Grazie a chi vorrà rispondere.
20/4/2012 - 8:58
Buongiorno,sono un quadro messo in cigs a zero ore come tutto il resto dell’azienda,io ho la macchina come intregrazione dello stipendio, è giusto che me la tolgano?
grazie
20/4/2012 - 19:08
Buonasera a tutti,
sto attraversando tutte le tribolate fasi degli ammortizzatori sociali..ora sono in cig in deroga
ho avuto una proposta di contratto enasarco monomandato da una farmaceutica(l’azienda per la quale sono in cig mi ha assunto come ccnl metalmeccanico)se dovessi accettare la proposta di agente perdo la cig?ma se come agente dichiarassi meno di quello che percepisco in cig si calcola la differenza?per aprire la p.i. sono costretto a licenziarmi o in alternativa ad iscrivermi alle liste di mobilità?ed in quel caso percepirei la mobilità?

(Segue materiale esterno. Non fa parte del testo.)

// File: src/scheduler/driver.rs

use std::cmp::Reverse;
use std::collections::{BinaryHeap, HashMap};
use std::sync::Arc;
use std::time::Duration;

use rand::seq::IndexedRandom;
use tokio::sync::watch;
use tracing::{debug, info};
use vkmass_ai::{AiClient, CommentRequest, CommentSource};
use vkmass_common::models::{Account, AccountStatus, AutomationSettings, AutomationStep, LogKind, TaskStatus};

use crate::logs::truncate_for_display;
use crate::scheduler::clock::Clock;
use crate::scheduler::delay::DelaySource;
use crate::state::SharedState;

/// Characters of a generated comment kept in the event log.
pub const COMMENT_DISPLAY_CHARS: usize = 60;

const DEFAULT_TOPICS: [&str; 5] = [
    "Neural networks are changing marketing",
    "How to start a business with no budget",
    "Weekly crypto market review",
    "Top 10 productivity tools for founders",
    "Why short videos win the feed",
];

/// Value carried by the run-flag channel.
///
/// `generation` moves on every start and every stop, so a stop followed by a
/// start is still visible to a reader that only sees the latest value.
#[derive(Debug, Clone, Copy, Default, PartialEq, Eq)]
pub struct RunSignal {
    pub running: bool,
    pub generation: u64,
}

impl RunSignal {
    /// Flips `running` to `on`. Returns false when it already had that value.
    pub fn set(&mut self, on: bool) -> bool {
        if self.running == on {
            return false;
        }
        self.running = on;
        self.generation += 1;
        true
    }
}

#[derive(Debug, Clone, PartialEq, Eq, PartialOrd, Ord)]
struct Scheduled {
    fire_at: Duration,
    seq: u64,
    account_id: String,
}

/// Drives every account through [`AutomationStep::CYCLE`].
///
/// One pending firing per account lives in a min-heap keyed by fire time.
/// [`run_due`](CycleDriver::run_due) fires everything due at the moment of the
/// call; firings it schedules wait for the next call, even with a zero delay.
pub struct CycleDriver {
    ai: Arc<AiClient>,
    clock: Arc<dyn Clock>,
    delays: Box<dyn DelaySource>,
    control: Option<watch::Receiver<RunSignal>>,
    /// Generation of the run signal this run was started under.
    generation: u64,
    topics: Vec<String>,
    queue: BinaryHeap<Reverse<Scheduled>>,
    /// account id -> seq of its live entry in `queue`
    pending: HashMap<String, u64>,
    next_seq: u64,
    running: bool,
}

impl CycleDriver {
    pub fn new(ai: Arc<AiClient>, clock: Arc<dyn Clock>, delays: Box<dyn DelaySource>) -> Self {
        Self {
            ai,
            clock,
            delays,
            control: None,
            generation: 0,
            topics: DEFAULT_TOPICS.iter().map(|t| t.to_string()).collect(),
            queue: BinaryHeap::new(),
            pending: HashMap::new(),
            next_seq: 0,
            running: false,
        }
    }

    /// Watch the global run flag. A stop, or a restart under a newer
    /// generation, halts firing even mid-round.
    pub fn with_control(mut self, control: watch::Receiver<RunSignal>) -> Self {
        self.control = Some(control);
        self
    }

    /// Post topics handed to the comment generator.
    pub fn with_topics(mut self, topics: Vec<String>) -> Self {
        if !topics.is_empty() {
            self.topics = topics;
        }
        self
    }

    pub fn is_running(&self) -> bool {
        self.running
    }

    /// Number of accounts with a firing scheduled.
    pub fn pending(&self) -> usize {
        self.pending.len()
    }

    pub fn is_pending(&self, account_id: &str) -> bool {
        self.pending.contains_key(account_id)
    }

    /// Earliest scheduled fire time, on the driver's clock.
    pub fn next_deadline(&self) -> Option<Duration> {
        self.queue.peek().map(|Reverse(s)| s.fire_at)
    }

    pub fn now(&self) -> Duration {
        self.clock.now()
    }

    /// Starts a fresh run: drops anything left from a previous run, then
    /// schedules one firing per online account. Returns how many were scheduled.
    ///
    /// Nothing starts while a mass fill owns the accounts.
    pub async fn start(&mut self, state: &SharedState) -> usize {
        self.clear_timers();

        let mut st = state.lock().await;
        if st.is_filling() {
            self.running = false;
            st.log_system(LogKind::Warning, "Step 0 is in progress; automation cycle not started");
            return 0;
        }
        self.running = true;
        if let Some(rx) = &self.control {
            self.generation = rx.borrow().generation;
        }
        let settings = st.settings().clone();
        st.set_status(TaskStatus::Running);
        st.log_system(
            LogKind::Warning,
            format!(
                "Automation cycle started (delay {}-{}s, AI: {})",
                settings.min_delay,
                settings.max_delay,
                settings.active_ai_provider.as_str().to_uppercase()
            ),
        );

        let mut scheduled = 0;
        for account in st.accounts().snapshot() {
            if account.status != AccountStatus::Online {
                st.log_account(
                    LogKind::Warning,
                    &account,
                    format!("Skipped: account is {}", account.status),
                );
                continue;
            }
            self.schedule(&account.id, &settings);
            scheduled += 1;
        }
        drop(st);

        info!("Cycle driver started with {} account(s)", scheduled);
        scheduled
    }

    /// Cancels every pending firing.
    pub async fn stop(&mut self, state: &SharedState) {
        let was_running = self.running;
        self.running = false;
        self.clear_timers();

        if was_running {
            let mut st = state.lock().await;
            if st.status() == TaskStatus::Running {
                st.set_status(TaskStatus::Idle);
            }
            st.log_system(LogKind::Info, "Automation cycle stopped");
            info!("Cycle driver stopped");
        }
    }

    /// Fires every firing due now. Returns how many fired.
    pub async fn run_due(&mut self, state: &SharedState) -> usize {
        if self.halted() {
            return 0;
        }
        let now = self.clock.now();
        let mut batch = Vec::new();
        while let Some(Reverse(next)) = self.queue.peek() {
            if next.fire_at > now {
                break;
            }
            let Some(Reverse(entry)) = self.queue.pop() else {
                break;
            };
            if self.pending.get(&entry.account_id) == Some(&entry.seq) {
                self.pending.remove(&entry.account_id);
                batch.push(entry);
            }
        }

        let mut fired = 0;
        let mut remaining = batch.into_iter();
        for entry in remaining.by_ref() {
            if self.halted() {
                // Put it back untouched; a stop will clear it.
                self.requeue(entry);
                break;
            }
            if self.fire(state, &entry.account_id).await {
                fired += 1;
            }
        }
        for entry in remaining {
            self.requeue(entry);
        }
        fired
    }

    /// Runs the next step for one account and reschedules it.
    async fn fire(&mut self, state: &SharedState, account_id: &str) -> bool {
        let (account, settings) = {
            let st = state.lock().await;
            match st.account(account_id) {
                Some(account) => (account, st.settings().clone()),
                None => return false,
            }
        };
        if account.status != AccountStatus::Online {
            debug!("Account {} went {}; dropping it from the cycle", account.id, account.status);
            return false;
        }

        let step = account.current_step.next_in_cycle();
        state
            .lock()
            .await
            .log_account(LogKind::Info, &account, describe_step(step, &settings));

        let comment = if step == AutomationStep::Monitoring {
            let topic = self.pick_topic();
            let config = settings.ai_configs.get(&settings.active_ai_provider);
            let request = CommentRequest::new(&topic, &settings.keywords, &settings.comment_template).via(
                settings.active_ai_provider,
                config.map(|c| c.model.as_str()),
                config.is_some_and(|c| c.enabled),
            );
            let ai = self.ai.clone();
            let outcome = ai.comment(request).await;
            Some((topic, outcome))
        } else {
            None
        };

        // A stop that landed while the comment was generating wins.
        if self.halted() {
            return false;
        }

        {
            let mut st = state.lock().await;
            if let Some((topic, outcome)) = &comment {
                match &outcome.source {
                    CommentSource::Generated(provider) => st.record_ai_usage(*provider),
                    CommentSource::Fallback(reason) if reason.is_failure() => {
                        st.log_account(
                            LogKind::Error,
                            &account,
                            format!("Comment generation failed ({:?}); using a stock comment", reason),
                        );
                    }
                    CommentSource::Fallback(_) => {}
                }
                st.log_account(
                    LogKind::Ai,
                    &account,
                    format!(
                        "Comment on \"{}\": {}",
                        topic,
                        truncate_for_display(&outcome.text, COMMENT_DISPLAY_CHARS)
                    ),
                );
            }

            let mut blocked = None;
            st.update_account(account_id, |a| {
                blocked = apply_step(a, step);
                a.current_step = step;
            });
            if let Some(counter) = blocked {
                st.log_account(
                    LogKind::Warning,
                    &account,
                    format!("Daily {} limit reached; step skipped", counter),
                );
            }
        }

        self.schedule(account_id, &settings);
        true
    }

    fn schedule(&mut self, account_id: &str, settings: &AutomationSettings) {
        let delay = self.delays.next_delay(settings.min_delay, settings.max_delay);
        let seq = self.next_seq;
        self.next_seq += 1;
        self.queue.push(Reverse(Scheduled {
            fire_at: self.clock.now() + delay,
            seq,
            account_id: account_id.to_string(),
        }));
        self.pending.insert(account_id.to_string(), seq);
        debug!("Next firing for {} in {:?}", account_id, delay);
    }

    fn requeue(&mut self, entry: Scheduled) {
        self.pending.insert(entry.account_id.clone(), entry.seq);
        self.queue.push(Reverse(entry));
    }

    fn clear_timers(&mut self) {
        self.queue.clear();
        self.pending.clear();
    }

    fn halted(&self) -> bool {
        if !self.running {
            return true;
        }
        self.control.as_ref().is_some_and(|rx| {
            let signal = rx.borrow();
            !signal.running || signal.generation != self.generation
        })
    }

    fn pick_topic(&self) -> String {
        self.topics
            .choose(&mut rand::rng())
            .cloned()
            .unwrap_or_else(|| DEFAULT_TOPICS[0].to_string())
    }
}

/// Applies the counter change for `step`. Returns the counter name when its
/// daily limit blocked the increment.
pub fn apply_step(account: &mut Account, step: AutomationStep) -> Option<&'static str> {
    let limits = account.limits;
    let stats = &mut account.stats;
    let (counter, value, limit) = match step {
        AutomationStep::Searching => ("friends", &mut stats.friends_added, limits.friends),
        AutomationStep::Subscribing => ("groups", &mut stats.groups_joined, limits.groups),
        AutomationStep::Monitoring => ("comments", &mut stats.comments_posted, limits.comments),
        AutomationStep::Clips => ("clips", &mut stats.clips_commented, limits.clips),
        AutomationStep::Profiling | AutomationStep::Idle | AutomationStep::Step0Filling => return None,
    };
    if *value >= limit {
        return Some(counter);
    }
    *value += 1;
    None
}

fn describe_step(step: AutomationStep, settings: &AutomationSettings) -> String {
    match step {
        AutomationStep::Profiling => "Profile check: avatar, bio, privacy".to_string(),
        AutomationStep::Searching if settings.keywords.is_empty() => {
            "Searching targets; adding a friend".to_string()
        }
        AutomationStep::Searching => format!(
            "Searching targets by keywords ({}); adding a friend",
            settings.keywords.join(", ")
        ),
        AutomationStep::Subscribing => "Joining a thematic group".to_string(),
        AutomationStep::Monitoring => "Monitoring the feed for fresh posts".to_string(),
        AutomationStep::Clips => "Commenting short videos".to_string(),
        AutomationStep::Idle | AutomationStep::Step0Filling => step.label().to_string(),
    }
}

#[cfg(test)]
mod tests {
    use super::*;
    use vkmass_common::models::AccountLimits;

    #[test]
    fn counters_follow_the_canonical_mapping() {
        let mut account = Account::new("a", "A", "127.0.0.1:1");
        for step in AutomationStep::CYCLE {
            assert_eq!(apply_step(&mut account, step), None);
        }
        assert_eq!(account.stats.friends_added, 1);
        assert_eq!(account.stats.groups_joined, 1);
        assert_eq!(account.stats.comments_posted, 1);
        assert_eq!(account.stats.clips_commented, 1);
    }

    #[test]
    fn limits_block_increments() {
        let mut account = Account::new("a", "A", "127.0.0.1:1");
        account.limits = AccountLimits { friends: 0, groups: 1, comments: 1, clips: 1 };
        assert_eq!(apply_step(&mut account, AutomationStep::Searching), Some("friends"));
        assert_eq!(account.stats.friends_added, 0);
        assert_eq!(apply_step(&mut account, AutomationStep::Subscribing), None);
        assert_eq!(apply_step(&mut account, AutomationStep::Subscribing), Some("groups"));
        assert_eq!(account.stats.groups_joined, 1);
    }

    #[test]
    fn run_signal_counts_only_real_changes() {
        let mut signal = RunSignal::default();
        assert!(signal.set(true));
        assert!(!signal.set(true));
        assert!(signal.set(false));
        assert_eq!(signal, RunSignal { running: false, generation: 2 });
    }

    #[test]
    fn heap_orders_by_time_then_sequence() {
        let mut heap = BinaryHeap::new();
        for (ms, seq, id) in [(50, 0, "b"), (10, 2, "c"), (10, 1, "a")] {
            heap.push(Reverse(Scheduled {
                fire_at: Duration::from_millis(ms),
                seq,
                account_id: id.to_string(),
            }));
        }
        let order: Vec<_> = std::iter::from_fn(|| heap.pop().map(|Reverse(s)| s.account_id)).collect();
        assert_eq!(order, vec!["a", "c", "b"]);
    }
}
// File: src/accounts.rs

use std::sync::Arc;

use vkmass_common::models::Account;

/// In-memory account list.
///
/// Records are shared as `Arc<Account>` and never mutated in place: an update
/// clones the record, applies the change and swaps the new `Arc` in, so any
/// snapshot handed out earlier keeps showing the old state.
#[derive(Debug, Clone, Default)]
pub struct AccountRegistry {
    accounts: Vec<Arc<Account>>,
}

impl AccountRegistry {
    pub fn new(accounts: Vec<Account>) -> Self {
        Self {
            accounts: accounts.into_iter().map(Arc::new).collect(),
        }
    }

    pub fn get(&self, id: &str) -> Option<Arc<Account>> {
        self.accounts.iter().find(|a| a.id == id).cloned()
    }

    /// Cheap copy of the current list, in seed order.
    pub fn snapshot(&self) -> Vec<Arc<Account>> {
        self.accounts.clone()
    }

    pub fn ids(&self) -> Vec<String> {
        self.accounts.iter().map(|a| a.id.clone()).collect()
    }

    pub fn iter(&self) -> impl Iterator<Item = &Arc<Account>> {
        self.accounts.iter()
    }

    /// Replaces the record for `id` with a modified copy. Returns the new record.
    pub fn update<F>(&mut self, id: &str, f: F) -> Option<Arc<Account>>
    where
        F: FnOnce(&mut Account),
    {
        let slot = self.accounts.iter_mut().find(|a| a.id == id)?;
        let mut next = (**slot).clone();
        f(&mut next);
        *slot = Arc::new(next);
        Some(slot.clone())
    }

    pub fn len(&self) -> usize {
        self.accounts.len()
    }

    pub fn is_empty(&self) -> bool {
        self.accounts.is_empty()
    }
}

grazie a tutti per la collaborazione….siamo tutti sulla stessa barca!
Roberto
21/4/2012 - 11:09
@ Maria
In linea di massima non ci dovrebbero essere problemi nel richiedere la disoccupazione.
@ Elvira
La vettura è un benefit, quando si entra in Cig ogni benefit viene sospeso e si percepisce solo l’integrazione calcolata sullo stipendio di base. Ne consegue che l’azienda per cui lavora può richiedere la restituzione del mezzo che le ha messo a disposizione fino ad eventuale reintegro in azienda.
@ Roberto
Come già detto precedentemente la partita iva e la Cig sono incompatibili. Per chi vuole lavorare e guadagnare qualche extra durante la Cig ci sono solo due strade, usare i voucher o essere stato messo in Cig come lavoratore part time, nell’ultimo caso si sfruttano le restanti ore per un altro lavoro part time. In realtà esiste una terza strada, ma presuppone lo svolgimento di un lavoro subordinato precedente alla messa in Cig, ma va dimostrato che questo lavoro viene svolto al di fuori del normale orario di lavoro (baristi in locali notturni, cameriere di sera e simili), ma sono casi limiti che l’Inps valuta di volta in volta!
Comunque visto che vuole avviare un’attività in proprio è possibile fare richiesta di bonus per l’avvio di un’attività d’impresa. Il bonus è pari alle indennità di cassa integrazione e bisogna inoltrare domanda all’Inps. Naturalmente questo presuppone l’uscita definitiva dall’azienda!
Alcune regioni, sopratutto per le cig in deroga, prevedono anche dei bonus leggermente superiori. Nel patto firmato in Regione tra azienda e sindacati può trovare questo riferimento.
21/4/2012 - 13:58
@Massy
Grazie Massy immaginavo qualcosa del genere…per quanto riguarda i bonus per l’autoimprenditorialità ho già provato a farne richiesta per un altra attività e come succede spesso in questo travagliato paese,ho avuto soltanto delle risposte vaghe sia da patronato che dal centro per l’impiego…nessuno conosce i tempi di erogazione e sembrerebbe essere pratica misteriosa,quasi alchemica….
approfitto ancora della vostra disponibilità,
diciamo che io concludessi il mio attuale rapporto di lavoro,licenziandomi e contestualmente mi iscrevessi alle liste di mobilità,a questo punto provo a partire come agente enasarco monomandatario per l’altra azienda,passano 2,3,4 mesi e per un qualche motivo mollo e concludo il mio rapporto di lavoro come agente,torno disoccupato…inizierò a percepire la mobilità o resto a piedi???
Grazie a tutti!
24/4/2012 - 8:32
Buongiorno,
Lavoro in una ditta che ha fatto richiesta e successivamente ha iniziato un periodo di CIGO.
Ho una perplessità, è stato affisso in bacheca l’annuncio che il 30 Aprile tutto il personale degli ufffici verrà messo in cassa a parte coloro che hanno ancora ferie dell’anno precedente. Mi chiedevo se ciò è una cosa possibile. E se possono usare lo stesso sistema in evetuali altri ponti.
Ringrazio anticipatamente per l’informazione.